NÉGOCIER SON SALAIRE – PARTIE 1

Vous êtes en plein processus de recrutement et tout se déroule plutôt bien pour vous ! Seule ombre au tableau : la question de la rémunération, qui vous préoccupe beaucoup. Quand et comment aborder le sujet ? Quelle attitude privilégier pour faire entendre vos prétentions salariales ? Comment asseoir votre posture et appréhender la négociation ? Rassurez-vous, vous êtes loin d’être le (la) seul(e) à vous poser toutes ces questions !

 

Selon vous, quel est le meilleur moment pour aborder la question de la rémunération pour la première fois ?

 

Cette question intervient à différentes étapes du processus de recrutement. Les premiers éléments de rémunération sont a priori fournis dès la publication de la fiche de poste, qui est censée comporter une fourchette de salaire, quand cela est possible. Il s’agit d’une première indication sur laquelle il faut d’emblée s’accorder puisqu’elle servira de base de discussion lors de la négociation. Chez Les Nouveaux Héritiers, nos consultants en recrutement vérifient avec les Talents que ceux-ci ont bien pris connaissance de cette fourchette et qu’elle leur convient dès l’étape de préqualification. Initier un processus de recrutement sans s’accorder sur cette première base, c’est prendre le risque de perdre son temps, côté Talent comme côté recruteur !

Si cette fourchette de rémunération n’est pas communiquée, il est donc important de faire rapidement le point avec votre premier interlocuteur pour éviter les surprises, ainsi que tout déplacement inutile.

 

Une fois la fourchette de rémunération fixée, quel est le moment opportun pour revenir sur le montant précis du salaire et la négociation d’éventuels avantages complémentaires ?

 

Je pense qu’il ne faut pas précipiter les choses. Dans un premier temps, il est primordial de s’intéresser au poste proposé par l’entreprise et à l’entreprise elle-même tout en démontrant ce que l’on peut apporter soi, dans le cadre des missions proposées, et même au-delà du périmètre défini dans la fiche de poste.

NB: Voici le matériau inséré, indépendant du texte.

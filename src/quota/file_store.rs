//! File-backed quota store.
//!
//! Keeps quotas in memory and rewrites a JSON state file after every
//! mutation, so a restart on the same host resumes from the last balance
//! instead of a full budget. Writes go to a sibling temp file that is then
//! renamed over the state file; a crash mid-write leaves the previous state
//! intact.

use async_trait::async_trait;
use serde::{Deserialize, Serialize};
use std::collections::HashMap;
use std::path::{Path, PathBuf};
use std::sync::Arc;
use tokio::sync::Mutex;
use tracing::{debug, info};

use super::store::{
    with_quota, PersistentQuota, QuotaLimits, QuotaSnapshot, QuotaStore, Reservation,
};
use crate::clock::{Clock, SystemClock};
use crate::error::StoreError;

const STATE_VERSION: u32 = 1;

#[derive(Debug, Default, Serialize, Deserialize)]
struct QuotaStateFile<Q = HashMap<String, PersistentQuota>> {
    version: u32,
    quotas: Q,
}

/// Quota store persisted to a local JSON file
#[derive(Debug)]
pub struct FileQuotaStore {
    path: PathBuf,
    quotas: Mutex<HashMap<String, PersistentQuota>>,
    clock: Arc<dyn Clock>,
}

impl FileQuotaStore {
    /// Open the state file, starting empty if it does not exist yet.
    ///
    /// Uses the wall clock: timestamps must stay meaningful across restarts.
    pub async fn open(path: impl AsRef<Path>) -> Result<Self, StoreError> {
        Self::open_with_clock(path, Arc::new(SystemClock::new())).await
    }

    pub async fn open_with_clock(
        path: impl AsRef<Path>,
        clock: Arc<dyn Clock>,
    ) -> Result<Self, StoreError> {
        let path = path.as_ref().to_path_buf();
        let quotas = match tokio::fs::read(&path).await {
            Ok(bytes) => {
                let state: QuotaStateFile = serde_json::from_slice(&bytes)?;
                if state.version != STATE_VERSION {
                    return Err(StoreError::Corrupt(format!(
                        "unsupported quota state version {} in {}",
                        state.version,
                        path.display()
                    )));
                }
                info!(path = %path.display(), owners = state.quotas.len(), "Loaded quota state");
                state.quotas
            }
            Err(err) if err.kind() == std::io::ErrorKind::NotFound => {
                debug!(path = %path.display(), "No quota state file yet");
                HashMap::new()
            }
            Err(err) => return Err(err.into()),
        };

        Ok(Self {
            path,
            quotas: Mutex::new(quotas),
            clock,
        })
    }

    pub fn path(&self) -> &Path {
        &self.path
    }

    async fn persist(&self, quotas: &HashMap<String, PersistentQuota>) -> Result<(), StoreError> {
        let state = QuotaStateFile {
            version: STATE_VERSION,
            quotas,
        };
        let bytes = serde_json::to_vec_pretty(&state)?;

        if let Some(parent) = self.path.parent().filter(|p| !p.as_os_str().is_empty()) {
            tokio::fs::create_dir_all(parent).await?;
        }
        let tmp = self.path.with_extension("tmp");
        tokio::fs::write(&tmp, bytes).await?;
        tokio::fs::rename(&tmp, &self.path).await?;
        Ok(())
    }

    /// Apply `f` to a staged copy and adopt it only once it is on disk.
    /// A failed write leaves both memory and file at the previous state.
    async fn update<R>(
        &self,
        owner: &str,
        limits: &QuotaLimits,
        f: impl FnOnce(&mut PersistentQuota, u64) -> R,
    ) -> Result<R, StoreError> {
        let mut quotas = self.quotas.lock().await;
        let now_ms = self.clock.now_ms();
        let mut staged = quotas.clone();
        let result = with_quota(&mut staged, owner, limits, now_ms, |quota| f(quota, now_ms));
        self.persist(&staged).await?;
        *quotas = staged;
        Ok(result)
    }
}

#[async_trait]
impl QuotaStore for FileQuotaStore {
    async fn reserve(
        &self,
        owner: &str,
        limits: &QuotaLimits,
        tokens: f64,
    ) -> Result<Reservation, StoreError> {
        self.update(owner, limits, |quota, now_ms| quota.try_reserve(tokens, now_ms))
            .await
    }

    async fn snapshot(&self, owner: &str, limits: &QuotaLimits) -> Result<QuotaSnapshot, StoreError> {
        let quotas = self.quotas.lock().await;
        let now_ms = self.clock.now_ms();
        let mut quota = quotas
            .get(owner)
            .copied()
            .unwrap_or_else(|| PersistentQuota::full(limits, now_ms));
        quota.apply_limits(limits);
        Ok(QuotaSnapshot {
            quota: quota.refilled(now_ms),
            observed_at_ms: now_ms,
        })
    }

    async fn reconcile(
        &self,
        owner: &str,
        limits: &QuotaLimits,
        authoritative: f64,
        observed_at_ms: Option<u64>,
    ) -> Result<PersistentQuota, StoreError> {
        self.update(owner, limits, |quota, now_ms| {
            quota.reconcile(authoritative, observed_at_ms.unwrap_or(now_ms), now_ms);
            *quota
        })
        .await
    }

    fn backend(&self) -> &'static str {
        "file"
    }
}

Faire ce travail, c’est gagner du temps sur la suite : cela permet de mettre en avant son intérêt pour le poste et l’environnement de travail. C’est aussi un excellent de moyen d’exprimer concrètement ce que l’on peut apporter à l’entreprise, ce qui permettra de susciter encore davantage l’intérêt du recruteur. La négociation n’en sera que facilitée : vous n’aurez plus à prouver ce que vous valez ! Aussi, j’aurais tendance à conseiller d’attendre le second entretien pour entrer dans le vif du sujet et évoquer la question de la rémunération dans le détail.

 

Si le recruteur me questionne sur mes prétentions salariales dès le premier entretien, comment répondre ?

 

Cela peut arriver, effectivement. C’est notamment souvent le cas lorsque le premier entretien est mené par une personne de l’équipe des ressources humaines, puisque son rôle consiste à s’assurer que vos prétentions salariales correspondent à ce qui avait été imaginé en interne. Si les montants ne concordent pas, il évite ainsi de solliciter inutilement les équipes métiers en vue des prochains entretiens.

Si la question vous est posée d’emblée, vous ne pouvez bien évidemment pas l’éluder. Il faut dans ce cas faire preuve d’un peu d’habileté en répondant à la question… En vous laissant une certaine marge de manœuvre pour y revenir plus tard. L’essentiel étant de montrer à votre interlocuteur que vous êtes ouverte à la discussion afin de ne pas restreindre le champ de négociation possible.

 

A l’inverse, si le recruteur ne semble pas vouloir aborder le sujet, est-ce mauvais signe ?

 

Il n’existe pas de bon ou mauvais signe envoyé par le recruteur, chacun détient sa propre stratégie. Je pense que dans la majorité des cas, le recruteur se laisse du temps avant de creuser la question de la rémunération. Si l’on part du principe qu’une fourchette de salaire a été validée en amont, il va considérer que le Talent dispose de suffisamment d’éléments à ce stade du process. Il est donc probable qu’il n’aille pas plus loin au cours du premier entretien. Il se concentrera davantage sur l’échange pur, car cela lui permet deux choses : tout d’abord, il pourra observer la façon dont vous vous présentez à lui et dont vous valorisez vos compétences, vos expériences au regard du poste. Cela lui fournit un grand nombre d’informations qui lui permettent de mieux vous connaître et de voir si votre profil correspond à celui recherché. D’autre part, le fait de conserver une marge de manœuvre est un moyen de pouvoir ajuster ensuite le niveau de rémunération au vu de ce que vous pouvez apporter à l’entreprise.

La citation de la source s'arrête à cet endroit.